By the 17th and 18th centuries, Siam and Vietnam increasingly fought over control of the fertile Mekong basin, enhancing pressure on an unstable Cambodia. The 17th century was also the beginning of direct relations between post-Angkor Cambodia and Vietnam, that is the war between Nguyễn lords who ruled central and southern Vietnam and Trịnh lords in the north.

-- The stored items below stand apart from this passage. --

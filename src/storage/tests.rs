//! History store tests.

use futures::StreamExt;

use super::*;
use crate::classifier::{ClassificationVerdict, VerdictLabel};
use crate::config::DuplicatePolicy;
use crate::error_handling::DatabaseError;
use crate::scan::{FeatureRecord, WebviewMisuse};

fn features(url: &str) -> FeatureRecord {
    FeatureRecord {
        url: url.to_string(),
        domain: url.split("://").nth(1).map(str::to_string),
        subdomain_count: Some(0),
        is_https: url.starts_with("https"),
        final_url: None,
        status_code: None,
        ssl: None,
        dns: None,
        html: None,
        webview_misuse: WebviewMisuse::Unlikely,
        collected_at: 0,
        scan_duration_ms: 0,
        errors: Vec::new(),
    }
}

fn verdict(is_phishing: bool, reason: Option<&str>) -> ClassificationVerdict {
    ClassificationVerdict {
        is_phishing,
        confidence: if is_phishing { 0.9 } else { 0.1 },
        label: if is_phishing {
            VerdictLabel::Phishing
        } else {
            VerdictLabel::Legitimate
        },
        reason: reason.map(str::to_string),
    }
}

async fn store() -> HistoryStore {
    HistoryStore::in_memory(DuplicatePolicy::Append)
        .await
        .expect("in-memory store")
}

#[tokio::test]
async fn test_lookup_miss() {
    let store = store().await;
    assert!(store.lookup("https://nothing.test").await.unwrap().is_none());
}

#[tokio::test]
async fn test_record_then_lookup() {
    let store = store().await;
    let saved = store
        .record_success(
            &verdict(true, Some("lookalike domain")),
            &features("https://paypa1.test"),
            CheckSource::Manual,
            15,
        )
        .await
        .unwrap();

    let found = store.lookup("https://paypa1.test").await.unwrap().unwrap();
    assert_eq!(found, saved);
    assert_eq!(found.domain.as_deref(), Some("paypa1.test"));
    assert_eq!(found.prediction, VerdictLabel::Phishing);
    assert_eq!(found.source, CheckSource::Manual);
    assert_eq!(found.verdict(), verdict(true, Some("lookalike domain")));
    // Exact key match only
    assert!(store.lookup("http://paypa1.test").await.unwrap().is_none());
}

#[tokio::test]
async fn test_duplicates_are_appended_and_newest_wins() {
    let store = store().await;
    let url = "https://twice.test";
    store
        .record_success(&verdict(false, None), &features(url), CheckSource::Manual, 15)
        .await
        .unwrap();
    let second = store
        .record_success(&verdict(true, None), &features(url), CheckSource::Background, 15)
        .await
        .unwrap();

    assert_eq!(store.count().await.unwrap(), 2);
    let found = store.lookup(url).await.unwrap().unwrap();
    assert_eq!(found.id, second.id);
    assert!(found.is_phishing);
}

#[tokio::test]
async fn test_replace_existing_policy_keeps_one_row_per_url() {
    let store = HistoryStore::in_memory(DuplicatePolicy::ReplaceExisting)
        .await
        .unwrap();
    let url = "https://once.test";
    for _ in 0..3 {
        store
            .record_success(&verdict(false, None), &features(url), CheckSource::Manual, 15)
            .await
            .unwrap();
    }
    assert_eq!(store.count().await.unwrap(), 1);
}

#[tokio::test]
async fn test_retention_keeps_newest_limit_rows() {
    let store = store().await;
    for i in 0..18 {
        store
            .record_success(
                &verdict(false, None),
                &features(&format!("https://site{i}.test")),
                CheckSource::Manual,
                15,
            )
            .await
            .unwrap();
    }

    assert_eq!(store.count().await.unwrap(), 15);
    for i in 0..3 {
        let url = format!("https://site{i}.test");
        assert!(store.lookup(&url).await.unwrap().is_none(), "{url} kept");
    }
    let recent = store.recent(15).await.unwrap();
    assert_eq!(recent.first().map(|r| r.url.as_str()), Some("https://site17.test"));
    assert_eq!(recent.last().map(|r| r.url.as_str()), Some("https://site3.test"));
}

#[tokio::test]
async fn test_prune_delete_clear() {
    let store = store().await;
    let mut ids = Vec::new();
    for i in 0..5 {
        let saved = store
            .record_success(
                &verdict(false, None),
                &features(&format!("https://p{i}.test")),
                CheckSource::Manual,
                100,
            )
            .await
            .unwrap();
        ids.push(saved.id);
    }

    assert_eq!(store.prune(3).await.unwrap(), 2);
    assert_eq!(store.count().await.unwrap(), 3);

    assert!(store.delete(ids[4]).await.unwrap());
    assert!(!store.delete(ids[4]).await.unwrap());
    assert_eq!(store.count().await.unwrap(), 2);

    assert_eq!(store.clear().await.unwrap(), 2);
    assert_eq!(store.count().await.unwrap(), 0);
    assert!(store.all().await.unwrap().is_empty());
}

#[tokio::test]
async fn test_recent_links_is_live() {
    let store = store().await;
    let mut view = Box::pin(store.recent_links(2));

    let initial = view.next().await.unwrap().unwrap();
    assert!(initial.is_empty());

    store
        .record_success(&verdict(false, None), &features("https://a.test"), CheckSource::Manual, 15)
        .await
        .unwrap();
    let after_one = view.next().await.unwrap().unwrap();
    assert_eq!(after_one.len(), 1);

    store
        .record_success(&verdict(true, None), &features("https://b.test"), CheckSource::Manual, 15)
        .await
        .unwrap();
    store
        .record_success(&verdict(true, None), &features("https://c.test"), CheckSource::Manual, 15)
        .await
        .unwrap();
    let latest = view.next().await.unwrap().unwrap();
    assert_eq!(latest.len(), 2);
    assert_eq!(latest[0].url, "https://c.test");

    // Dropping a view has no effect on the store
    drop(view);
    assert_eq!(store.count().await.unwrap(), 3);
}

#[tokio::test]
async fn test_all_links_ends_when_store_dropped() {
    let store = store().await;
    let mut view = Box::pin(store.all_links());
    assert!(view.next().await.unwrap().unwrap().is_empty());

    drop(store);
    assert!(view.next().await.is_none());
}

#[tokio::test]
async fn test_file_store_survives_reopen() {
    let dir = tempfile::tempdir().unwrap();
    let path = dir.path().join("history.db");

    let store = HistoryStore::open(&path, DuplicatePolicy::Append).await.unwrap();
    store
        .record_success(&verdict(true, None), &features("https://kept.test"), CheckSource::Background, 15)
        .await
        .unwrap();
    store.close().await;

    let reopened = HistoryStore::open(&path, DuplicatePolicy::Append).await.unwrap();
    let found = reopened.lookup("https://kept.test").await.unwrap().unwrap();
    assert_eq!(found.source, CheckSource::Background);
    reopened.close().await;
}

#[tokio::test(flavor = "multi_thread", worker_threads = 4)]
async fn test_concurrent_writes_keep_newest_limit_rows() {
    const LIMIT: u32 = 15;
    const WRITERS: usize = 60;

    let dir = tempfile::tempdir().unwrap();
    let store = std::sync::Arc::new(
        HistoryStore::open(&dir.path().join("history.db"), DuplicatePolicy::Append)
            .await
            .unwrap(),
    );

    let mut tasks = Vec::new();
    for i in 0..WRITERS {
        let store = std::sync::Arc::clone(&store);
        tasks.push(tokio::spawn(async move {
            let url = format!("https://writer{i}.test");
            let saved = store
                .record_success(&verdict(i % 2 == 0, None), &features(&url), CheckSource::Background, LIMIT)
                .await?;
            if i % 10 == 0 {
                store.prune(LIMIT).await?;
            }
            // A later writer may already have pruned this row
            if let Some(found) = store.lookup(&url).await? {
                assert_eq!(found, saved);
            }
            let count = store.count().await?;
            assert!(count <= i64::from(LIMIT), "saw {count} rows");
            Ok::<_, DatabaseError>(saved)
        }));
    }

    let mut saved = Vec::new();
    for task in tasks {
        saved.push(task.await.expect("writer task").expect("writer succeeded"));
    }

    assert_eq!(store.count().await.unwrap(), i64::from(LIMIT));
    saved.sort_by_key(|r| std::cmp::Reverse((r.checked_at, r.id)));
    let expected: Vec<i64> = saved.iter().take(LIMIT as usize).map(|r| r.id).collect();
    let kept: Vec<i64> = store.all().await.unwrap().iter().map(|r| r.id).collect();
    assert_eq!(kept, expected);
    store.close().await;
}

#[tokio::test]
async fn test_closed_store_rejects_operations() {
    let store = store().await;
    store.close().await;
    assert!(matches!(
        store.lookup("https://a.test").await,
        Err(DatabaseError::SqlError(_))
    ));
}

#[tokio::test]
async fn test_corrupt_prediction_is_reported() {
    let pool = init_db_pool_with_path(std::path::Path::new(IN_MEMORY_DB))
        .await
        .unwrap();
    let store = HistoryStore::from_pool(DbPool::clone(&pool), DuplicatePolicy::Append)
        .await
        .unwrap();
    sqlx::query(
        "INSERT INTO link_history (url, domain, is_phishing, confidence, prediction, reason, checked_at, source)
         VALUES ('https://odd.test', NULL, 0, 0.5, 'maybe', NULL, 1, 'manual')",
    )
    .execute(pool.as_ref())
    .await
    .unwrap();

    let err = store.lookup("https://odd.test").await.unwrap_err();
    assert!(matches!(err, DatabaseError::CorruptRow { .. }));
}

Henri Mouhot: "Travels in the Central Parts of Indo-China", 1864

"Udong, the present capital of Cambodia, is situated north-east of Komput, and is four miles and a half from that arm of the Mekon which forms the great lake...Every moment I met mandarins, either borne in litters or on foot, followed by a crowd of slaves carrying various articles; some, yellow or scarlet parasols, more or less large according to the rank of the person; others, boxes with betel. I also encountered horsemen, mounted on pretty, spirited little animals, richly caparisoned and covered with bells, ambling along, while a troop of attendants, covered with dust and sweltering with heat, ran after them. Light carts, drawn by a couple of small oxen, trotting along rapidly and noisily, were here and there to be seen. Occasionally a large elephant passed majestically by. On this side were numerous processions to the pagoda, marching to the sound of music; there, again, was a band of ecclesiastics in single file, seeking alms, draped in their yellow cloaks, and with the holy vessels on their backs....The entire population numbers about 12,000 souls."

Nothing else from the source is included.